In a statement, Trump said: “Justice Scalia was a remarkable person and a brilliant Supreme Court Justice. His career was defined by his reverence for the Constitution and his legacy of protecting Americans’ most cherished freedoms. He was a Justice who did not believe in legislating from the bench and he is a person whom I held in the highest regard and will always greatly respect his intelligence and conviction to uphold the Constitution of our country. The following list of potential Supreme Court justices is representative of the kind of constitutional principles I value and, as President, I plan to use this list as a guide to nominate our next United States Supreme Court Justices.”
According to AP report, Trump said in March that pro-life voters don’t need to fear him picking a pro-abortion judge:
“I am going to give a list of either five or 10 judges that I will pick, 100 percent pick, that I will put in for nomination. Because some of the people that are against me say: ‘We don’t know if he’s going to pick the right judge. Supposing he picks a liberal judge or supposing he picks a pro-choice judge,’” Trump said at an event in Palm Beach, Florida.

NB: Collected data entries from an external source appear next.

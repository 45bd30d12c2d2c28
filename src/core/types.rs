// descriptors, type expressions and the two schema kinds
use std::collections::HashSet;
use std::fmt;

use serde::{Deserialize, Serialize};

use crate::core::error::AnalysisError;

/// Primitive tags the compatibility engine knows about.
#[derive(Debug, Clone, Copy, PartialEq, Eq, Hash, PartialOrd, Ord, Serialize, Deserialize)]
#[serde(rename_all = "kebab-case")]
pub enum Primitive {
    Integer,
    Long,
    Decimal,
    Double,
    Float,
    String,
    Char,
    Boolean,
    DateTime,
    DateOnly,
    Guid,
}

impl Primitive {
    pub const ALL: [Primitive; 11] = [
        Primitive::Integer,
        Primitive::Long,
        Primitive::Decimal,
        Primitive::Double,
        Primitive::Float,
        Primitive::String,
        Primitive::Char,
        Primitive::Boolean,
        Primitive::DateTime,
        Primitive::DateOnly,
        Primitive::Guid,
    ];

    //accepts source spellings (Int32, bool, ...) and the tag names themselves
    pub fn from_name(name: &str) -> Option<Primitive> {
        let p = match name.to_ascii_lowercase().as_str() {
            "int" | "int32" | "int16" | "short" | "byte" | "integer" => Primitive::Integer,
            "long" | "int64" | "long-integer" => Primitive::Long,
            "decimal" => Primitive::Decimal,
            "double" => Primitive::Double,
            "float" | "single" => Primitive::Float,
            "string" => Primitive::String,
            "char" | "character" => Primitive::Char,
            "bool" | "boolean" => Primitive::Boolean,
            "datetime" | "datetimeoffset" | "date-time" => Primitive::DateTime,
            "dateonly" | "date-only" => Primitive::DateOnly,
            "guid" | "uuid" | "unique-identifier" => Primitive::Guid,
            _ => return None,
        };
        Some(p)
    }

    pub fn keyword(self) -> &'static str {
        match self {
            Primitive::Integer => "int",
            Primitive::Long => "long",
            Primitive::Decimal => "decimal",
            Primitive::Double => "double",
            Primitive::Float => "float",
            Primitive::String => "string",
            Primitive::Char => "char",
            Primitive::Boolean => "bool",
            Primitive::DateTime => "DateTime",
            Primitive::DateOnly => "DateOnly",
            Primitive::Guid => "Guid",
        }
    }
}

/// Semantic type of a property, normalised away from any source spelling.
///
/// Serializes as its canonical text (`decimal?`, `List<Guid>`), and parsing is total:
/// anything unrecognised becomes [`TypeExpr::Named`].
#[derive(Debug, Clone, PartialEq, Eq, Hash, Serialize, Deserialize)]
#[serde(from = "String", into = "String")]
pub enum TypeExpr {
    Primitive(Primitive),
    Collection(Box<TypeExpr>),
    Nullable(Box<TypeExpr>),
    Named(String),
}

const COLLECTION_WRAPPERS: &[&str] = &[
    "List",
    "IList",
    "ICollection",
    "IEnumerable",
    "IReadOnlyList",
    "IReadOnlyCollection",
    "Collection",
    "HashSet",
    "ISet",
];

impl TypeExpr {
    pub fn parse(raw: &str) -> TypeExpr {
        let s = raw.trim();

        if let Some(inner) = s.strip_suffix('?') {
            return TypeExpr::nullable(TypeExpr::parse(inner));
        }
        if let Some(inner) = s.strip_suffix("[]") {
            return TypeExpr::collection(TypeExpr::parse(inner));
        }

        if let Some((head, args)) = split_generic(s) {
            let head = strip_namespace(head);
            if head == "Nullable" {
                return TypeExpr::nullable(TypeExpr::parse(args));
            }
            if COLLECTION_WRAPPERS.contains(&head) {
                return TypeExpr::collection(TypeExpr::parse(args));
            }
            let args: Vec<String> = split_top_level(args)
                .into_iter()
                .map(|a| TypeExpr::parse(a).to_string())
                .collect();
            return TypeExpr::Named(format!("{}<{}>", head, args.join(", ")));
        }

        let bare = strip_namespace(s);
        match Primitive::from_name(bare) {
            Some(p) => TypeExpr::Primitive(p),
            None => TypeExpr::Named(bare.to_string()),
        }
    }

    pub fn named(name: impl Into<String>) -> TypeExpr {
        TypeExpr::Named(name.into())
    }

    pub fn collection(elem: TypeExpr) -> TypeExpr {
        TypeExpr::Collection(Box::new(elem))
    }

    //nullable markers do not stack: `int??` is still `int?`
    pub fn nullable(inner: TypeExpr) -> TypeExpr {
        match inner {
            TypeExpr::Nullable(_) => inner,
            other => TypeExpr::Nullable(Box::new(other)),
        }
    }

    pub fn is_nullable(&self) -> bool {
        matches!(self, TypeExpr::Nullable(_))
    }

    pub fn is_collection(&self) -> bool {
        matches!(self.without_nullable(), TypeExpr::Collection(_))
    }

    pub fn without_nullable(&self) -> &TypeExpr {
        match self {
            TypeExpr::Nullable(inner) => inner,
            other => other,
        }
    }

    pub fn element(&self) -> Option<&TypeExpr> {
        match self.without_nullable() {
            TypeExpr::Collection(elem) => Some(elem),
            _ => None,
        }
    }

    pub fn as_primitive(&self) -> Option<Primitive> {
        match self.without_nullable() {
            TypeExpr::Primitive(p) => Some(*p),
            _ => None,
        }
    }

    /// Type name once a nullable marker is removed, if it is a named (non-primitive) type.
    pub fn type_name(&self) -> Option<&str> {
        match self.without_nullable() {
            TypeExpr::Named(n) => Some(n.as_str()),
            _ => None,
        }
    }
}

// `System.Collections.Generic.List` -> `List`, `global::System.Guid` -> `Guid`
fn strip_namespace(s: &str) -> &str {
    s.rsplit(['.', ':']).next().unwrap_or(s).trim()
}

fn split_generic(s: &str) -> Option<(&str, &str)> {
    if !s.ends_with('>') {
        return None;
    }
    let open = s.find('<')?;
    Some((&s[..open], &s[open + 1..s.len() - 1]))
}

fn split_top_level(args: &str) -> Vec<&str> {
    let mut out = Vec::new();
    let mut depth = 0usize;
    let mut start = 0;
    for (i, c) in args.char_indices() {
        match c {
            '<' => depth += 1,
            '>' => depth = depth.saturating_sub(1),
            ',' if depth == 0 => {
                out.push(args[start..i].trim());
                start = i + 1;
            }
            _ => {}
        }
    }
    out.push(args[start..].trim());
    out
}

impl fmt::Display for TypeExpr {
    fn fmt(&self, f: &mut fmt::Formatter<'_>) -> fmt::Result {
        match self {
            TypeExpr::Primitive(p) => f.write_str(p.keyword()),
            TypeExpr::Collection(elem) => write!(f, "List<{}>", elem),
            TypeExpr::Nullable(inner) => write!(f, "{}?", inner),
            TypeExpr::Named(n) => f.write_str(n),
        }
    }
}

impl From<String> for TypeExpr {
    fn from(s: String) -> Self {
        TypeExpr::parse(&s)
    }
}

impl From<&str> for TypeExpr {
    fn from(s: &str) -> Self {
        TypeExpr::parse(s)
    }
}

impl From<TypeExpr> for String {
    fn from(t: TypeExpr) -> Self {
        t.to_string()
    }
}

/// One property of an entity or a view model.
#[derive(Debug, Clone, PartialEq, Eq, Serialize, Deserialize)]
pub struct PropertyDescriptor {
    pub name: String,
    #[serde(rename = "type")]
    pub ty: TypeExpr,
    #[serde(default)]
    pub is_nullable: bool,
    #[serde(default)]
    pub is_collection: bool,
    #[serde(default)]
    pub is_navigation: bool,
    #[serde(default)]
    pub is_value_object: bool,
    #[serde(default)]
    pub is_computed: bool,
    #[serde(default)]
    pub is_flattened: bool,
    #[serde(default)]
    pub is_inherited: bool,
}

impl PropertyDescriptor {
    //nullable/collection facets follow the type; the rest start cleared
    pub fn new(name: impl Into<String>, ty: impl Into<TypeExpr>) -> Self {
        let ty = ty.into();
        Self {
            name: name.into(),
            is_nullable: ty.is_nullable(),
            is_collection: ty.is_collection(),
            ty,
            is_navigation: false,
            is_value_object: false,
            is_computed: false,
            is_flattened: false,
            is_inherited: false,
        }
    }

    pub fn nullable(mut self) -> Self {
        self.is_nullable = true;
        self
    }

    pub fn navigation(mut self) -> Self {
        self.is_navigation = true;
        self
    }

    pub fn value_object(mut self) -> Self {
        self.is_value_object = true;
        self
    }

    pub fn computed(mut self) -> Self {
        self.is_computed = true;
        self
    }

    pub fn flattened(mut self) -> Self {
        self.is_flattened = true;
        self
    }

    pub fn inherited(mut self) -> Self {
        self.is_inherited = true;
        self
    }

    pub fn validate(&self, schema: &str) -> Result<(), AnalysisError> {
        if self.name.trim().is_empty() {
            return Err(AnalysisError::invalid(schema, &self.name, "property name is empty"));
        }
        if self.is_collection && !self.ty.is_collection() {
            return Err(AnalysisError::invalid(
                schema,
                &self.name,
                format!("collection facet set on non-collection type '{}'", self.ty),
            ));
        }
        Ok(())
    }
}

/// Reporting-only tag for what a view model is used for.
#[derive(Debug, Clone, Copy, Default, PartialEq, Eq, Hash, PartialOrd, Ord, Serialize, Deserialize)]
#[serde(rename_all = "kebab-case")]
pub enum ViewModelCategory {
    CreationForm,
    UpdateForm,
    DetailView,
    ListRow,
    AnalyticsSummary,
    #[default]
    Other,
}

#[derive(Debug, Clone, PartialEq, Eq, Serialize, Deserialize)]
pub struct EntitySchema {
    pub name: String,
    pub properties: Vec<PropertyDescriptor>,
}

impl EntitySchema {
    pub fn new(name: impl Into<String>, properties: Vec<PropertyDescriptor>) -> Self {
        Self { name: name.into(), properties }
    }

    pub fn property(&self, name: &str) -> Option<&PropertyDescriptor> {
        self.properties.iter().find(|p| p.name == name)
    }

    pub fn validate(&self) -> Result<(), AnalysisError> {
        validate_schema(&self.name, &self.properties)
    }
}

#[derive(Debug, Clone, PartialEq, Eq, Serialize, Deserialize)]
pub struct ViewModelSchema {
    pub name: String,
    /// Name of the entity this view model projects.
    pub entity: String,
    #[serde(default)]
    pub category: ViewModelCategory,
    pub properties: Vec<PropertyDescriptor>,
}

impl ViewModelSchema {
    pub fn new(
        name: impl Into<String>,
        entity: impl Into<String>,
        category: ViewModelCategory,
        properties: Vec<PropertyDescriptor>,
    ) -> Self {
        Self {
            name: name.into(),
            entity: entity.into(),
            category,
            properties,
        }
    }

    pub fn property(&self, name: &str) -> Option<&PropertyDescriptor> {
        self.properties.iter().find(|p| p.name == name)
    }

    pub fn validate(&self) -> Result<(), AnalysisError> {
        validate_schema(&self.name, &self.properties)
    }
}

fn validate_schema(schema: &str, properties: &[PropertyDescriptor]) -> Result<(), AnalysisError> {
    if schema.trim().is_empty() {
        return Err(AnalysisError::invalid(schema, "", "schema name is empty"));
    }

    let mut seen = HashSet::new();
    for p in properties {
        p.validate(schema)?;
        if !seen.insert(p.name.as_str()) {
            return Err(AnalysisError::DuplicateProperty {
                schema: schema.to_string(),
                property: p.name.clone(),
            });
        }
    }
    Ok(())
}

#[cfg(test)]
mod tests {
    use super::*;

    #[test]
    fn parse_strips_namespaces_and_maps_primitives() {
        assert_eq!(TypeExpr::parse("System.Decimal"), TypeExpr::Primitive(Primitive::Decimal));
        assert_eq!(TypeExpr::parse("global::System.Guid"), TypeExpr::Primitive(Primitive::Guid));
        assert_eq!(TypeExpr::parse("Int32"), TypeExpr::Primitive(Primitive::Integer));
        assert_eq!(TypeExpr::parse("Shop.Domain.Money"), TypeExpr::named("Money"));
    }

    #[test]
    fn parse_recognises_nullable_markers() {
        let a = TypeExpr::parse("decimal?");
        let b = TypeExpr::parse("System.Nullable<System.Decimal>");
        assert_eq!(a, b);
        assert!(a.is_nullable());
        assert_eq!(a.as_primitive(), Some(Primitive::Decimal));

        //no double wrapping
        assert_eq!(TypeExpr::parse("Nullable<int?>"), TypeExpr::parse("int?"));
    }

    #[test]
    fn parse_recognises_collection_wrappers() {
        let list = TypeExpr::parse("System.Collections.Generic.List<OrderLine>");
        let arr = TypeExpr::parse("OrderLine[]");
        let coll = TypeExpr::parse("ICollection<Shop.OrderLine>");
        assert_eq!(list, arr);
        assert_eq!(list, coll);
        assert_eq!(list.element(), Some(&TypeExpr::named("OrderLine")));
        assert!(TypeExpr::parse("List<Guid>?").is_collection());
    }

    #[test]
    fn parse_keeps_other_generics_named_and_normalised() {
        let t = TypeExpr::parse("System.Collections.Generic.Dictionary<System.String, System.Int32>");
        assert_eq!(t, TypeExpr::named("Dictionary<string, int>"));
    }

    #[test]
    fn display_round_trips_through_parse() {
        for raw in ["decimal?", "List<Guid>", "List<Money?>?", "Address", "DateTime"] {
            let t = TypeExpr::parse(raw);
            assert_eq!(TypeExpr::parse(&t.to_string()), t, "round trip failed for {raw}");
        }
    }

    #[test]
    fn new_descriptor_derives_nullable_and_collection_facets() {
        let p = PropertyDescriptor::new("Lines", "List<OrderLine>");
        assert!(p.is_collection);
        assert!(!p.is_nullable);

        let q = PropertyDescriptor::new("DueDate", "DateTime?");
        assert!(q.is_nullable);
        assert!(!q.is_collection);
    }

    #[test]
    fn validate_rejects_empty_property_name() {
        let e = EntitySchema::new("Order", vec![PropertyDescriptor::new("", "int")]);
        let err = e.validate().unwrap_err();
        assert!(matches!(err, AnalysisError::InvalidDescriptor { .. }));
    }

    #[test]
    fn validate_rejects_collection_facet_on_scalar() {
        let mut p = PropertyDescriptor::new("Tags", "string");
        p.is_collection = true;
        let e = EntitySchema::new("Order", vec![p]);
        match e.validate().unwrap_err() {
            AnalysisError::InvalidDescriptor { property, .. } => assert_eq!(property, "Tags"),
            other => panic!("unexpected error: {}", other),
        }
    }

    #[test]
    fn validate_rejects_duplicate_names() {
        let vm = ViewModelSchema::new(
            "OrderDto",
            "Order",
            ViewModelCategory::DetailView,
            vec![PropertyDescriptor::new("Total", "decimal"), PropertyDescriptor::new("Total", "string")],
        );
        match vm.validate().unwrap_err() {
            AnalysisError::DuplicateProperty { schema, property } => {
                assert_eq!(schema, "OrderDto");
                assert_eq!(property, "Total");
            }
            other => panic!("unexpected error: {}", other),
        }
    }
}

He said then the list would include judges “that everybody respects, likes and totally admires” — “great conservative judges, great intellects, the people that you want.”
“I’m going to submit a list of justices, potential justices of the United States Supreme Court, that I will appoint from the list,” Trump said then. “I won’t go beyond the list, and I’m going to let people know. Because some people say maybe I’ll appoint a liberal judge. I’m not appointing a liberal judge.”
The initial reaction to the list from conservative circles was positive.
“This list ought to be encouraging to anyone who prioritizes the rule of law, and I congratulate Mr. Trump on making a very significant policy statement about his desire to prioritize the future of the Supreme Court,” said Carrie Severino, the chief counsel and policy director of the conservative Judicial Crisis Network.
“The names on this list would need to be vetted, obviously, but they all seem to share in common a record of putting the law and the Constitution ahead of their political preferences,” Severino said.
Meanwhile, the pro-life Susan B. Anthony List hailed the potential Supreme Court nominees in an email to LifeNews:
“This is an exceptionally strong list of jurists with immense respect for our founding documents. We are encouraged by Mr. Trump’s repeated pledges to appoint constitutionalists, which stands in sharp contrast to Hillary Clinton’s position. There is no question Clinton would only nominate judges who stand in lock-step with the abortion lobby and would strike down even the most modest abortion limits.
“Not only does Hillary Clinton support abortion on-demand, up until the moment of birth, she has said she wants to end the Hyde Amendment, longstanding, bipartisan legislation to prevent taxpayer dollars from funding elective abortion. Her proposal to end Hyde is so wildly unpopular, she would no doubt use the courts to impose her abortion ideology against the will of the majority of Americans.
“The battle lines have been drawn and the two sides are now clear. SBA List is already working to make the case to pro-life voters that the Court matters and must be protected. This is not an election for pro-lifers to sit out.”